Flickering candlelight unveils the darker shadow of Gregory Ranlin parenthesized by the regular shadows of the room.

“I was, indeed, hoping to give you a little ‘Boo!’” Gregory says. “I suppose I should have known you’d expect me. Your powers so quickly on the rise. Certainly, enough so as to keep your dear dad locked in one place for awhile.”

“You’ve sucked dad’s blood so often and for so long, I figured his cries for help would likely disturb your sleep.”

“So many people crying for help, during the course of each and every day, these days. I long-ago learned to tune most of them out.

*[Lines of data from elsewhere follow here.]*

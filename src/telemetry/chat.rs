//! Chat request span helpers.

use tracing::Span;
use uuid::Uuid;

/// Start a span for one chat request.
///
/// `chat.outcome` and `chat.status` are filled in by [`record_outcome`].
pub fn start_request_span(request_id: &Uuid) -> Span {
    tracing::info_span!(
        "chat.request",
        "chat.request_id" = %request_id,
        "chat.history_forwarded" = tracing::field::Empty,
        "chat.memory_found" = tracing::field::Empty,
        "chat.outcome" = tracing::field::Empty,
        "chat.status" = tracing::field::Empty,
    )
}

pub fn record_prompt_shape(span: &Span, history_forwarded: usize, memory_found: bool) {
    span.record("chat.history_forwarded", history_forwarded as u64);
    span.record("chat.memory_found", memory_found);
}

/// Record the final outcome and emit an `info` event in the span.
pub fn record_outcome(span: &Span, outcome: &str, status: u16) {
    span.record("chat.outcome", outcome);
    span.record("chat.status", status as u64);
    span.in_scope(|| {
        tracing::info!(outcome = outcome, status = status, "chat request finished");
    });
}
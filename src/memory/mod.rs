//! Memory loading: resolve the memory page from the content store.
//!
//! Candidates are tried in order and each attempt yields a
//! [`CandidateOutcome`]. The first `Resolved` outcome wins; failing
//! candidates are logged and skipped. Running out of candidates is a normal
//! "no memory" result, never an error.

pub mod cache;
pub mod text;

use std::sync::Arc;
use tracing::{debug, info, warn};

use crate::content::ContentStore;
use crate::model::MemoryRecord;
use crate::telemetry::metrics;

pub use cache::{Clock, ManualClock, MemoryCache, SystemClock};
pub use text::{TRUNCATION_MARKER, clamp_text};

/// What happened when one candidate identifier was tried.
#[derive(Debug, Clone, PartialEq, Eq)]
pub enum CandidateOutcome {
    Resolved { text: String, truncated: bool },
    /// The store has no page under this identifier.
    Missing,
    /// The page exists but yielded no text.
    Empty,
    Failed(String),
}

impl CandidateOutcome {
    fn label(&self) -> &'static str {
        match self {
            CandidateOutcome::Resolved { .. } => "resolved",
            CandidateOutcome::Missing => "missing",
            CandidateOutcome::Empty => "empty",
            CandidateOutcome::Failed(_) => "failed",
        }
    }
}

pub struct MemoryLoader {
    store: Arc<dyn ContentStore>,
    candidates: Vec<String>,
    max_chars: usize,
    cache: MemoryCache,
}

impl MemoryLoader {
    pub fn new(
        store: Arc<dyn ContentStore>,
        candidates: Vec<String>,
        max_chars: usize,
        cache: MemoryCache,
    ) -> Self {
        Self {
            store,
            candidates,
            max_chars,
            cache,
        }
    }

    pub fn candidates(&self) -> &[String] {
        &self.candidates
    }

    /// Configured candidates, served from the cache while it is fresh.
    ///
    /// Only found records are cached, so a missing page is retried on the
    /// next call.
    pub async fn load_cached(&self) -> MemoryRecord {
        if let Some(record) = self.cache.get_fresh() {
            metrics::memory_cache().add(1, &[opentelemetry::KeyValue::new("result", "hit")]);
            debug!(source_id = ?record.source_id, "memory served from cache");
            return record;
        }
        metrics::memory_cache().add(1, &[opentelemetry::KeyValue::new("result", "miss")]);

        let record = self.load(&self.candidates, self.max_chars).await;
        if record.found {
            self.cache.store(record.clone());
        }
        record
    }

    /// Try `candidates` in order and return the first page with text.
    pub async fn load(&self, candidates: &[String], max_chars: usize) -> MemoryRecord {
        for candidate in candidates {
            let outcome = self.attempt(candidate, max_chars).await;
            metrics::memory_loads().add(
                1,
                &[opentelemetry::KeyValue::new("outcome", outcome.label())],
            );
            match outcome {
                CandidateOutcome::Resolved { text, truncated } => {
                    info!(
                        candidate = %candidate,
                        chars = text.chars().count(),
                        truncated,
                        "memory resolved"
                    );
                    return MemoryRecord::found(candidate.clone(), text, truncated);
                }
                CandidateOutcome::Failed(reason) => {
                    warn!(candidate = %candidate, %reason, "memory candidate failed");
                }
                other => {
                    debug!(candidate = %candidate, outcome = other.label(), "memory candidate skipped");
                }
            }
        }

        info!(tried = candidates.len(), "no memory page resolved");
        MemoryRecord::missing()
    }

    async fn attempt(&self, candidate: &str, max_chars: usize) -> CandidateOutcome {
        let page = match self.store.get_page_by_identifier(candidate).await {
            Ok(Some(page)) => page,
            Ok(None) => return CandidateOutcome::Missing,
            Err(e) => return CandidateOutcome::Failed(e.to_string()),
        };

        // A failed body fetch degrades to title + summary.
        let body = match self.store.get_plain_text(&page).await {
            Ok(body) => body,
            Err(e) => {
                debug!(candidate = %candidate, error = %e, "page body unavailable, using summary");
                String::new()
            }
        };

        let merged = text::merge_page_text(page.title.as_deref(), &body, page.summary.as_deref());
        if merged.is_empty() {
            return CandidateOutcome::Empty;
        }

        let (text, truncated) = clamp_text(&merged, max_chars);
        CandidateOutcome::Resolved { text, truncated }
    }
}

However, when he was still so distraught after nightfall…”

“Speaking of the old man, isn’t he going to join us?”

“Actually, I’ve left him where you left him, much to his chagrin. Although you might consider, next time, providing a bed pan. This way, you’ve his mess to clean up.”

“More likely, he has his mess to clean up.”

“And are you wondering when your powers will increase to surpass even mine?”

“No denying that thought crossed my mind.”

“Best to remember that I’ve been around for a very very long time. Even with my powers admittedly on the wane, I’ve a few tricks up my sleeve that might very well catch you unaware.”

“This is why I’ve decided to work with you. Now able to tell you that the Remoth candle-readers know no more about why Trish Remoth was kidnapped than you do, except to suspect the deed was done by a Native American shape-shifter after information. Demons, as curious as you, it would seem, are standing in the long line to find the meaning to this envisioned girl in blue with her blue candle.”

“And you came upon this information just how? Candle-reading, were you?”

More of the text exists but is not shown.